Problem requirements: Where a line of the material includes the string "impl", copy that line.
:: Exercise input
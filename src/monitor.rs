//! Stability-detection state machine.
//!
//! Polls the audit tag online, times how long its value has been unchanged,
//! and reports a trigger once the value has held for the configured window.
//! Transient communication faults are absorbed with bounded retries and,
//! past a threshold, a full session reset; fatal faults are handed back to
//! the orchestrator.
//!
//! Every exit from a monitoring run is an explicit [`MonitorOutcome`]
//! variant consumed by the orchestrator; no sentinel errors.

use std::sync::atomic::{AtomicBool, Ordering};
use std::time::{Duration, Instant};

use chrono::{DateTime, Utc};
use tracing::{error, info, warn};

use crate::driver::{ControllerDriver, ControllerSession, DriverError, TagMode, TagValue};
use crate::fault::{classify_fault, FaultKind};
use crate::recovery::{full_reset, RecoveryConfig};
use crate::utils::sleep_with_shutdown;

#[derive(Debug, Clone)]
pub struct MonitorConfig {
    /// Tag watched for quiescence.
    pub tag: String,
    pub poll_interval: Duration,
    pub stability_window: Duration,
    /// Consecutive transient read failures tolerated before a full reset.
    pub error_threshold: u32,
    /// Cooldown after a failed reset before polling resumes.
    pub recovery_cooldown: Duration,
}

impl Default for MonitorConfig {
    fn default() -> Self {
        Self {
            tag: "ControllerAuditValue".to_string(),
            poll_interval: Duration::from_secs(2),
            stability_window: Duration::from_secs(1800),
            error_threshold: 5,
            recovery_cooldown: Duration::from_secs(60),
        }
    }
}

/// Produced exactly once per stability cycle, at the moment of transition
/// into `Triggered`. Provenance for logging only.
#[derive(Debug, Clone, PartialEq)]
pub struct TriggerEvent {
    pub value: TagValue,
    pub at: DateTime<Utc>,
}

/// How one monitoring run ended.
pub enum MonitorOutcome {
    /// The tag held one value for the full stability window.
    Triggered(TriggerEvent),

    /// Persistent comm loss forced a full session reset, which succeeded.
    /// The caller must swap in this fresh session and re-enter the run;
    /// observed value and window state are preserved across the swap.
    ResetApplied(Box<dyn ControllerSession>),

    /// Shutdown was requested mid-run.
    Stopped,

    /// Unclassified driver failure; the caller tears the session down.
    Fatal(DriverError),
}

/// Mutable state of one monitoring run.
#[derive(Debug, Default)]
struct MonitorState {
    last_value: Option<TagValue>,
    stable_since: Option<Instant>,
    wait_for_change: bool,
    consecutive_errors: u32,
}

pub struct StabilityMonitor {
    config: MonitorConfig,
    recovery: RecoveryConfig,
    state: MonitorState,
}

impl StabilityMonitor {
    pub fn new(config: MonitorConfig, recovery: RecoveryConfig) -> Self {
        Self {
            config,
            recovery,
            state: MonitorState::default(),
        }
    }

    /// Reset state for a new session.
    ///
    /// With `wait_for_change` set, `baseline` is the previously triggered
    /// value and no window runs until a different value is observed.
    /// Without it, the first successful read starts the window immediately.
    pub fn begin(&mut self, baseline: Option<TagValue>, wait_for_change: bool) {
        self.state = MonitorState {
            last_value: baseline,
            stable_since: None,
            wait_for_change,
            consecutive_errors: 0,
        };
    }

    /// Poll until the run ends. Re-entrant: after `ResetApplied`, calling
    /// `run` again with the fresh session continues the same cycle.
    pub fn run(
        &mut self,
        session: &mut dyn ControllerSession,
        driver: &dyn ControllerDriver,
        shutdown: &AtomicBool,
    ) -> MonitorOutcome {
        if self.state.wait_for_change {
            info!(tag = %self.config.tag, "monitoring for changes");
        } else {
            info!(tag = %self.config.tag, "monitoring for stability");
        }

        loop {
            if shutdown.load(Ordering::SeqCst) {
                return MonitorOutcome::Stopped;
            }

            match session.read_tag(&self.config.tag, TagMode::Online) {
                Ok(value) => {
                    self.state.consecutive_errors = 0;
                    if let Some(event) = self.observe(value) {
                        return MonitorOutcome::Triggered(event);
                    }
                }
                Err(e) => match classify_fault(&e) {
                    FaultKind::Fatal => {
                        error!(tag = %self.config.tag, "failed to read tag: {e}");
                        return MonitorOutcome::Fatal(e);
                    }
                    FaultKind::Transient => {
                        self.state.consecutive_errors += 1;
                        warn!(
                            count = self.state.consecutive_errors,
                            threshold = self.config.error_threshold,
                            "transient communication error: {e}"
                        );
                        if self.state.consecutive_errors >= self.config.error_threshold {
                            match full_reset(driver, session.source(), &self.recovery, shutdown) {
                                Ok(fresh) => {
                                    self.state.consecutive_errors = 0;
                                    return MonitorOutcome::ResetApplied(fresh);
                                }
                                Err(reset_err) => {
                                    error!(
                                        cooldown_secs = self.config.recovery_cooldown.as_secs(),
                                        "full reset failed: {reset_err}; cooling down before retrying"
                                    );
                                    if !sleep_with_shutdown(self.config.recovery_cooldown, shutdown)
                                    {
                                        return MonitorOutcome::Stopped;
                                    }
                                    self.state.consecutive_errors = 0;
                                    continue;
                                }
                            }
                        }
                    }
                },
            }

            if !sleep_with_shutdown(self.config.poll_interval, shutdown) {
                return MonitorOutcome::Stopped;
            }
        }
    }

    /// Feed one successfully read value through the state machine. Returns
    /// the trigger event when the stability window is satisfied.
    fn observe(&mut self, value: TagValue) -> Option<TriggerEvent> {
        let now = Instant::now();

        match &self.state.last_value {
            None => {
                info!(value = %value, "connected, first value observed");
                if !self.state.wait_for_change {
                    // Window starts on the first read, not the first change.
                    self.state.stable_since = Some(now);
                }
                self.state.last_value = Some(value);
                None
            }
            Some(last) if *last != value => {
                info!(previous = %last, current = %value, "change detected");
                if self.state.wait_for_change {
                    info!("change after previous cycle, starting stability countdown");
                    self.state.wait_for_change = false;
                }
                self.state.stable_since = Some(now);
                self.state.last_value = Some(value);
                None
            }
            Some(_) => {
                if self.state.wait_for_change {
                    return None;
                }
                match self.state.stable_since {
                    None => {
                        info!(
                            value = %value,
                            window_secs = self.config.stability_window.as_secs(),
                            "tag stable, starting countdown"
                        );
                        self.state.stable_since = Some(now);
                        None
                    }
                    Some(since) if now.duration_since(since) >= self.config.stability_window => {
                        info!(value = %value, "tag stable for the full window, triggering");
                        self.state.stable_since = None;
                        Some(TriggerEvent {
                            value,
                            at: Utc::now(),
                        })
                    }
                    Some(_) => None,
                }
            }
        }
    }
}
::::
Answer to this task:
impl Default for MonitorConfig {
impl StabilityMonitor {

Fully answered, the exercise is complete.